Your Wedding Gown is one of your most precious possessions. It is a symbol of an important event in your life and, as such, should be treated with special care. Whether you are borrowing it from a relative or buying it new, your gown deserves your attention, both before the wedding and afterward.

Some Things Are Meant To Last Forever
After the Wedding….. Most brides want to preserve their dress as a keepsake, perhaps for their own daughter to wear on her wedding day. Cleaning industry experts recommend that you have the dress cleaned before storage.

The dress may have invisible stains from food, beverages and body oil. If these stains are not properly cleaned, they may become permanent. Therefore, it is important to point out any stains or spills to your cleaner before cleaning.

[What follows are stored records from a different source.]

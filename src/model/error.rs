use derive_more::From;
use hyper::StatusCode;
use serde::Serialize;
use serde_with::{serde_as, DisplayFromStr};

use crate::error::ClientError;

use super::users::{ConnectedUser, UserRole};


pub type Result<T> = core::result::Result<T, Error>;

#[serde_as]
#[derive(Debug, Serialize, From, strum_macros::AsRefStr)]
pub enum Error {
	Other(String),

	NotFound(String),
	UserNotFound(String),
	PhotoNotFound(String),
	PersonNotFound(String),
	FaceNotFound(String),

	Duplicate(String),
	InvalidName(String),

	CannotOpenDatabase,

	NotServerConnected,
	InsufficientUserRole { user: ConnectedUser, role: UserRole },
	UserGetNotAuth { user: ConnectedUser, requested_user: String },
	UserListNotAuth { user: ConnectedUser },
	NotOwnerOfElement { user: ConnectedUser, element: String },

	// -- Externals
	#[from]
	TokioRusqlite(#[serde_as(as = "DisplayFromStr")] tokio_rusqlite::Error),

	#[from]
	TokioIo(#[serde_as(as = "DisplayFromStr")] tokio::io::Error),
	#[from]
	Rusqlite(#[serde_as(as = "DisplayFromStr")] rusqlite::Error),
	#[from]
	Serde(#[serde_as(as = "DisplayFromStr")] serde_json::Error),

	#[from]
	Image(#[serde_as(as = "DisplayFromStr")] image::ImageError),
}

// region:    --- Error Boilerplate

impl core::fmt::Display for Error {
	fn fmt(
		&self,
		fmt: &mut core::fmt::Formatter,
	) -> core::result::Result<(), core::fmt::Error> {
		write!(fmt, "{self:?}")
	}
}

impl std::error::Error for Error {}

// endregion: --- Error Boilerplate


impl Error {
	pub fn client_status_and_error(&self) -> (StatusCode, ClientError) {
		#[allow(unreachable_patterns)]
		match self {
			Error::NotFound(_) => (StatusCode::NOT_FOUND, ClientError::NOT_FOUND),
			Error::UserNotFound(_) => (StatusCode::NOT_FOUND, ClientError::NOT_FOUND),
			Error::PhotoNotFound(_) => (StatusCode::NOT_FOUND, ClientError::NOT_FOUND),
			Error::PersonNotFound(_) => (StatusCode::NOT_FOUND, ClientError::NOT_FOUND),
			Error::FaceNotFound(_) => (StatusCode::NOT_FOUND, ClientError::NOT_FOUND),

			Error::Duplicate(id) => (StatusCode::CONFLICT, ClientError::Custom(format!("Duplicate element {}", id))),
			Error::InvalidName(name) => (StatusCode::BAD_REQUEST, ClientError::Custom(format!("Invalid name {}", name))),

			Error::NotServerConnected => (StatusCode::FORBIDDEN, ClientError::FORBIDDEN),
			Error::InsufficientUserRole { user: _, role: _ } => (StatusCode::FORBIDDEN, ClientError::FORBIDDEN),
			Error::UserGetNotAuth { user: _, requested_user: _ } => (StatusCode::FORBIDDEN, ClientError::FORBIDDEN),
			Error::UserListNotAuth { user: _ } => (StatusCode::FORBIDDEN, ClientError::FORBIDDEN),
			Error::NotOwnerOfElement { user: _, element: _ } => (StatusCode::FORBIDDEN, ClientError::FORBIDDEN),

			Error::CannotOpenDatabase => (StatusCode::INTERNAL_SERVER_ERROR, ClientError::SERVICE_ERROR),
			Error::Rusqlite(_) | Error::TokioRusqlite(_) => (StatusCode::INTERNAL_SERVER_ERROR, ClientError::SERVICE_ERROR),
			Error::Serde(_) => (StatusCode::INTERNAL_SERVER_ERROR, ClientError::SERVICE_ERROR),
			Error::Image(_) => (StatusCode::INTERNAL_SERVER_ERROR, ClientError::SERVICE_ERROR),

			_ => (StatusCode::INTERNAL_SERVER_ERROR, ClientError::SERVICE_ERROR),
		}
	}
}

Most wedding gowns have some decorative trim. Again, it is important to inspect these trims with your cleaner prior to cleaning. Many trims are not made to withstand the dry-cleaning process. For example, many beads, glitter, sequins and lace are attached to gowns with adhesives that dissolve during dry-cleaning. Some beads and glitter are made of plastics or covered with surface coatings that are not solvent resistant. In many of these cases, the trim becomes separated from the dress or altered in some way.

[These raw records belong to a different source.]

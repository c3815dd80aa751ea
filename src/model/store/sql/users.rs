use rusqlite::{params, OptionalExtension, Row};

use crate::model::{store::SqliteStore, users::ServerUser};

use super::super::super::error::Result;


impl SqliteStore {

    fn row_to_user(row: &Row) -> rusqlite::Result<ServerUser> {
        Ok(ServerUser {
            id: row.get(0)?,
            name: row.get(1)?,
            role: row.get(2)?,
            password: row.get(3)?,
            added: row.get(4)?,
        })
    }

    pub async fn get_users(&self) -> Result<Vec<ServerUser>> {
        let users = self.connection.call(|conn| {
            let mut query = conn.prepare("SELECT id, name, role, password, added FROM users")?;
            let rows = query.query_map([], Self::row_to_user)?;
            let users: Vec<ServerUser> = rows.collect::<std::result::Result<Vec<ServerUser>, rusqlite::Error>>()?;
            Ok(users)
        }).await?;
        Ok(users)
    }

    pub async fn get_user(&self, user_id: &str) -> Result<Option<ServerUser>> {
        let user_id = user_id.to_string();
        let user = self.connection.call(move |conn| {
            let mut query = conn.prepare("SELECT id, name, role, password, added FROM users WHERE id = ?")?;
            let row = query.query_row([user_id], Self::row_to_user).optional()?;
            Ok(row)
        }).await?;
        Ok(user)
    }

    pub async fn get_user_by_name(&self, name: &str) -> Result<Option<ServerUser>> {
        let name = name.to_string();
        let user = self.connection.call(move |conn| {
            let mut query = conn.prepare("SELECT id, name, role, password, added FROM users WHERE name = ?")?;
            let row = query.query_row([name], Self::row_to_user).optional()?;
            Ok(row)
        }).await?;
        Ok(user)
    }

    pub async fn add_user(&self, user: ServerUser) -> Result<()> {
        self.connection.call(move |conn| {
            conn.execute("INSERT INTO users (id, name, role, password)
            VALUES (?, ?, ?, ?)", params![
                user.id,
                user.name,
                user.role,
                user.password,
            ])?;
            Ok(())
        }).await?;
        Ok(())
    }

}
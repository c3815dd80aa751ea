use axum::async_trait;
use serde::{Deserialize, Serialize};

use crate::{error::SvResult, model::{users::ConnectedUser, ModelController}, tools::log::{log_info, LogServiceType}};

use super::SvSchedulerTask;

/// One queued pipeline run per uploaded photo. The upload handler returns
/// "processing accepted" immediately; this task does the detection, matching
/// and persistence off the request path. Errors bubble to the scheduler's
/// retry-with-backoff policy and the whole run re-executes from scratch
/// (detection is idempotent, persistence commits per photo or not at all).
#[derive(Debug, Serialize, Deserialize, Clone)]
pub struct FaceProcessingTask {
    pub photo: String,
}

#[async_trait]
impl SvSchedulerTask for FaceProcessingTask {
    async fn execute(&self, mc: ModelController) -> SvResult<()> {
        let connected_user = &ConnectedUser::ServerAdmin;
        let faces = mc.process_photo_faces(&self.photo, connected_user).await?;
        log_info(
            LogServiceType::Recognition,
            format!("Processed photo {}: {} face(s) stored", self.photo, faces.len()),
        );
        Ok(())
    }
}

Some decorative trims yellow as their finishes oxidize. An ivory or ecru trim may lose it’s color and no longer match the gown if a dye component is lost during cleaning. Color failures of this type are due to poor colorfastness of the dye, not because of improper cleaning.

Special Care Instructions….. The Care Label Rule states that wearing apparel, such as wedding gowns, must have a care label that provides a viable care method. The care label covers all parts of the gown, including decorative trim. Gowns that fail to withstand the care procedure on the label should be returned to the retailer for an adjustment.

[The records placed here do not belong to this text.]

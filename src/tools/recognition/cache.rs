use std::{collections::HashMap, future::Future, sync::Arc, time::{Duration, Instant}};

use tokio::sync::Mutex;

use crate::{error::SvResult, tools::log::{log_info, LogServiceType}};

use super::PersonEmbedding;

/// Default snapshot lifetime: 5 minutes.
pub const CACHE_TTL: Duration = Duration::from_secs(300);

struct CacheEntry {
    data: Vec<PersonEmbedding>,
    fetched: Instant,
}

/// Per-user slot. All reads, populate-on-miss and invalidations for one user
/// go through the slot's mutex, so a snapshot can never be observed
/// half-replaced and an invalidate cannot race a concurrent populate.
/// Identity resolution holds the same lock across its no-match → create step.
#[derive(Default)]
pub struct UserCacheSlot {
    entry: Option<CacheEntry>,
}

impl UserCacheSlot {
    pub fn clear(&mut self) {
        self.entry = None;
    }
}

/// In-memory, TTL-bounded cache of each user's known `{person, embedding}`
/// pairs. Not authoritative: always reproducible from the store through the
/// injected loader, which is the only read path into stored embeddings.
pub struct EmbeddingCache {
    ttl: Duration,
    slots: Mutex<HashMap<String, Arc<Mutex<UserCacheSlot>>>>,
}

impl EmbeddingCache {
    pub fn new(ttl: Duration) -> Self {
        EmbeddingCache {
            ttl,
            slots: Mutex::new(HashMap::new()),
        }
    }

    /// The slot for a user, created empty on first access. The outer map lock
    /// is only held while cloning the Arc, never across a load.
    pub async fn user_slot(&self, user_id: &str) -> Arc<Mutex<UserCacheSlot>> {
        let mut slots = self.slots.lock().await;
        slots
            .entry(user_id.to_string())
            .or_insert_with(|| Arc::new(Mutex::new(UserCacheSlot::default())))
            .clone()
    }

    /// Return the slot's snapshot, loading it through `load` when absent or
    /// older than the TTL (lazy expiry). Empty snapshots are cached like any
    /// other so a user with zero known faces does not hit the store on every
    /// match.
    pub async fn snapshot_or_load<F, Fut>(&self, user_id: &str, slot: &mut UserCacheSlot, load: F) -> SvResult<Vec<PersonEmbedding>>
    where
        F: FnOnce() -> Fut,
        Fut: Future<Output = SvResult<Vec<PersonEmbedding>>>,
    {
        if let Some(entry) = &slot.entry {
            if entry.fetched.elapsed() < self.ttl {
                return Ok(entry.data.clone());
            }
        }
        let data = load().await?;
        log_info(LogServiceType::Recognition, format!("Loaded {} embeddings for user {} into cache", data.len(), user_id));
        slot.entry = Some(CacheEntry {
            data: data.clone(),
            fetched: Instant::now(),
        });
        Ok(data)
    }

    /// Cached snapshot for `user_id`, loading on miss. Takes the user's slot
    /// lock for the duration of the load.
    pub async fn get<F, Fut>(&self, user_id: &str, load: F) -> SvResult<Vec<PersonEmbedding>>
    where
        F: FnOnce() -> Fut,
        Fut: Future<Output = SvResult<Vec<PersonEmbedding>>>,
    {
        let slot = self.user_slot(user_id).await;
        let mut guard = slot.lock().await;
        self.snapshot_or_load(user_id, &mut guard, load).await
    }

    /// Unconditionally drop the cached snapshot for `user_id`. Required after
    /// any mutation of that user's people or faces (rename, delete, merge,
    /// new face persisted); skipping it serves stale matches for up to a TTL.
    pub async fn invalidate(&self, user_id: &str) {
        let slot = self.user_slot(user_id).await;
        let mut guard = slot.lock().await;
        guard.clear();
    }
}

#[cfg(test)]
mod tests {
    use std::sync::atomic::{AtomicUsize, Ordering};

    use crate::domain::people::Person;

    use super::*;

    fn entries(n: usize) -> Vec<PersonEmbedding> {
        (0..n)
            .map(|i| PersonEmbedding {
                person: Person {
                    id: format!("p{}", i),
                    user: "u1".to_string(),
                    name: format!("Person {}", i),
                    auto_created: false,
                    added: None,
                    modified: None,
                },
                embedding: vec![i as f32; 4],
            })
            .collect()
    }

    #[tokio::test]
    async fn second_get_within_ttl_does_not_reload() {
        let cache = EmbeddingCache::new(Duration::from_secs(300));
        let loads = AtomicUsize::new(0);

        for _ in 0..2 {
            let result = cache
                .get("u1", || async {
                    loads.fetch_add(1, Ordering::SeqCst);
                    Ok(entries(3))
                })
                .await
                .unwrap();
            assert_eq!(result.len(), 3);
        }
        assert_eq!(loads.load(Ordering::SeqCst), 1);
    }

    #[tokio::test]
    async fn invalidate_forces_exactly_one_reload() {
        let cache = EmbeddingCache::new(Duration::from_secs(300));
        let loads = AtomicUsize::new(0);
        let load = || async {
            loads.fetch_add(1, Ordering::SeqCst);
            Ok(entries(1))
        };

        cache.get("u1", load).await.unwrap();
        cache.invalidate("u1").await;
        cache.get("u1", load).await.unwrap();
        cache.get("u1", load).await.unwrap();
        assert_eq!(loads.load(Ordering::SeqCst), 2);
    }

    #[tokio::test]
    async fn empty_snapshot_is_cached_normally() {
        let cache = EmbeddingCache::new(Duration::from_secs(300));
        let loads = AtomicUsize::new(0);
        let load = || async {
            loads.fetch_add(1, Ordering::SeqCst);
            Ok(entries(0))
        };

        assert!(cache.get("u1", load).await.unwrap().is_empty());
        assert!(cache.get("u1", load).await.unwrap().is_empty());
        assert_eq!(loads.load(Ordering::SeqCst), 1);
    }

    #[tokio::test]
    async fn expired_snapshot_is_treated_as_absent() {
        let cache = EmbeddingCache::new(Duration::from_millis(40));
        let loads = AtomicUsize::new(0);
        let load = || async {
            loads.fetch_add(1, Ordering::SeqCst);
            Ok(entries(2))
        };

        cache.get("u1", load).await.unwrap();
        tokio::time::sleep(Duration::from_millis(60)).await;
        cache.get("u1", load).await.unwrap();
        assert_eq!(loads.load(Ordering::SeqCst), 2);
    }

    #[tokio::test]
    async fn users_are_cached_independently() {
        let cache = EmbeddingCache::new(Duration::from_secs(300));
        let loads = AtomicUsize::new(0);
        let load = || async {
            loads.fetch_add(1, Ordering::SeqCst);
            Ok(entries(1))
        };

        cache.get("u1", load).await.unwrap();
        cache.get("u2", load).await.unwrap();
        cache.invalidate("u1").await;
        cache.get("u2", load).await.unwrap();
        cache.get("u1", load).await.unwrap();
        assert_eq!(loads.load(Ordering::SeqCst), 3);
    }

    #[tokio::test]
    async fn invalidate_waits_for_held_slot() {
        let cache = Arc::new(EmbeddingCache::new(Duration::from_secs(300)));
        cache.get("u1", || async { Ok(entries(1)) }).await.unwrap();

        let slot = cache.user_slot("u1").await;
        let guard = slot.lock().await;

        let cloned = cache.clone();
        let invalidation = tokio::spawn(async move { cloned.invalidate("u1").await });
        // the slot is held: the invalidate cannot complete yet
        tokio::time::sleep(Duration::from_millis(30)).await;
        assert!(!invalidation.is_finished());

        drop(guard);
        invalidation.await.unwrap();
    }
}
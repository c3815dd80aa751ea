use std::collections::HashMap;

use serde::{Deserialize, Serialize};

#[derive(Debug, Serialize, Deserialize, Clone, Copy, Default, PartialEq)]
#[serde(rename_all = "camelCase")]
pub struct FaceBBox {
    pub x: f32,
    pub y: f32,
    pub width: f32,
    pub height: f32,
}

impl FaceBBox {
    pub fn area(&self) -> f32 {
        self.width.max(0.0) * self.height.max(0.0)
    }

    /// Intersection over union with another box. 0.0 when disjoint or when
    /// either box is degenerate.
    pub fn iou(&self, other: &FaceBBox) -> f32 {
        let x1 = self.x.max(other.x);
        let y1 = self.y.max(other.y);
        let x2 = (self.x + self.width).min(other.x + other.width);
        let y2 = (self.y + self.height).min(other.y + other.height);
        if x2 <= x1 || y2 <= y1 {
            return 0.0;
        }
        let inter = (x2 - x1) * (y2 - y1);
        let union = self.area() + other.area() - inter;
        if union <= 0.0 {
            0.0
        } else {
            inter / union
        }
    }
}

/// Named 2D landmark points (left_eye, right_eye, nose, mouth_left, mouth_right).
pub type FaceLandmarks = HashMap<String, (f32, f32)>;

/// One detected face instance, bound to a photo and a resolved person.
/// Created once by the recognition pipeline and never mutated; re-running
/// detection produces new records.
#[derive(Debug, Serialize, Deserialize, Clone)]
#[serde(rename_all = "camelCase")]
pub struct FaceRecord {
    pub id: String,
    pub photo: String,
    pub person: String,
    pub bbox: FaceBBox,
    pub landmarks: FaceLandmarks,
    pub confidence: f32,
    #[serde(skip_serializing)]
    pub embedding: Vec<f32>,
    pub model_version: String,
    pub added: Option<i64>,
}

/// Listing shape for face records: the 512-d vector is too large to return on
/// every listing, only its dimension is exposed.
#[derive(Debug, Serialize, Deserialize, Clone)]
#[serde(rename_all = "camelCase")]
pub struct FaceForRead {
    pub id: String,
    pub photo: String,
    pub person: String,
    pub bbox: FaceBBox,
    pub landmarks: FaceLandmarks,
    pub confidence: f32,
    pub embedding_dim: usize,
    pub model_version: String,
    pub added: Option<i64>,
}

impl From<FaceRecord> for FaceForRead {
    fn from(face: FaceRecord) -> Self {
        FaceForRead {
            id: face.id,
            photo: face.photo,
            person: face.person,
            bbox: face.bbox,
            landmarks: face.landmarks,
            confidence: face.confidence,
            embedding_dim: face.embedding.len(),
            model_version: face.model_version,
            added: face.added,
        }
    }
}

#[cfg(test)]
mod tests {
    use super::*;

    #[test]
    fn iou_disjoint() {
        let a = FaceBBox { x: 0.0, y: 0.0, width: 10.0, height: 10.0 };
        let b = FaceBBox { x: 20.0, y: 20.0, width: 10.0, height: 10.0 };
        assert_eq!(a.iou(&b), 0.0);
    }

    #[test]
    fn iou_identical() {
        let a = FaceBBox { x: 5.0, y: 5.0, width: 10.0, height: 20.0 };
        assert!((a.iou(&a) - 1.0).abs() < 1e-6);
    }

    #[test]
    fn iou_partial_overlap() {
        let a = FaceBBox { x: 0.0, y: 0.0, width: 10.0, height: 10.0 };
        let b = FaceBBox { x: 5.0, y: 0.0, width: 10.0, height: 10.0 };
        // intersection 50, union 150
        assert!((a.iou(&b) - 1.0 / 3.0).abs() < 1e-6);
    }
}
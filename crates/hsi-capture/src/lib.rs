//! Data-cube assembly and the blocking acquisition loop.
//!
//! This crate sits between a driver implementing
//! [`hsi_core::FrameSource`] and downstream consumers of processed
//! spectral cubes:
//!
//! - [`cube::DataCube`]: pipeline plus preallocated along-track ring
//!   storage, with per-line timestamps and optional sensor temperatures.
//! - [`acquire::collect`]: the fetch/process loop, with the camera stopped
//!   exactly once on every exit path.
//! - [`acquire::reprocess`]: re-run a stored unprocessed cube at a
//!   different processing level.

pub mod acquire;
pub mod cube;

pub use acquire::{average_frames, collect, reprocess};
pub use cube::{DataCube, TimestampBuffer};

Look at the care label before purchasing your gown to make sure you understand the recommended cleaning instructions. When it comes time to clean your gown, find a local cleaner who can professionally dry or wetclean it for a fair and reasonable price.

Storing Your Gown….. Unfortunately, no process or storage method can guarantee against yellowing or possible deterioration of fabrics. There are, however, several steps you can take to protect your garment:

  • Have your cleaner pack the gown in a special storage box that will help prevent contamination.
  • Store your gown in a dry, cool place. Do not store it in a basement or attic. Basement dampness can cause mildew; attic heat could promote yellowing of the fabric.
  • If you are storing a long gown on a hanger, sew straps to the waistline of the dress to relieve pressure on the shoulders from the weight of the skirt. Wrap the dress in a protective white sheet or muslin covering.
  • Whether the gown is hung or boxed, the bodice should be stuffed with white acid free tissue paper to prevent wrinkles. Fabric covered buttons, pins and foam padding should be removed and stored separately to avoid damage to the fabric.
  • Never store headpieces, veils, shoes or other accessories with the gown.
  • Inspect your gown from time to time during storage. Stains not initially apparent could appear later, and should be attended to immediately.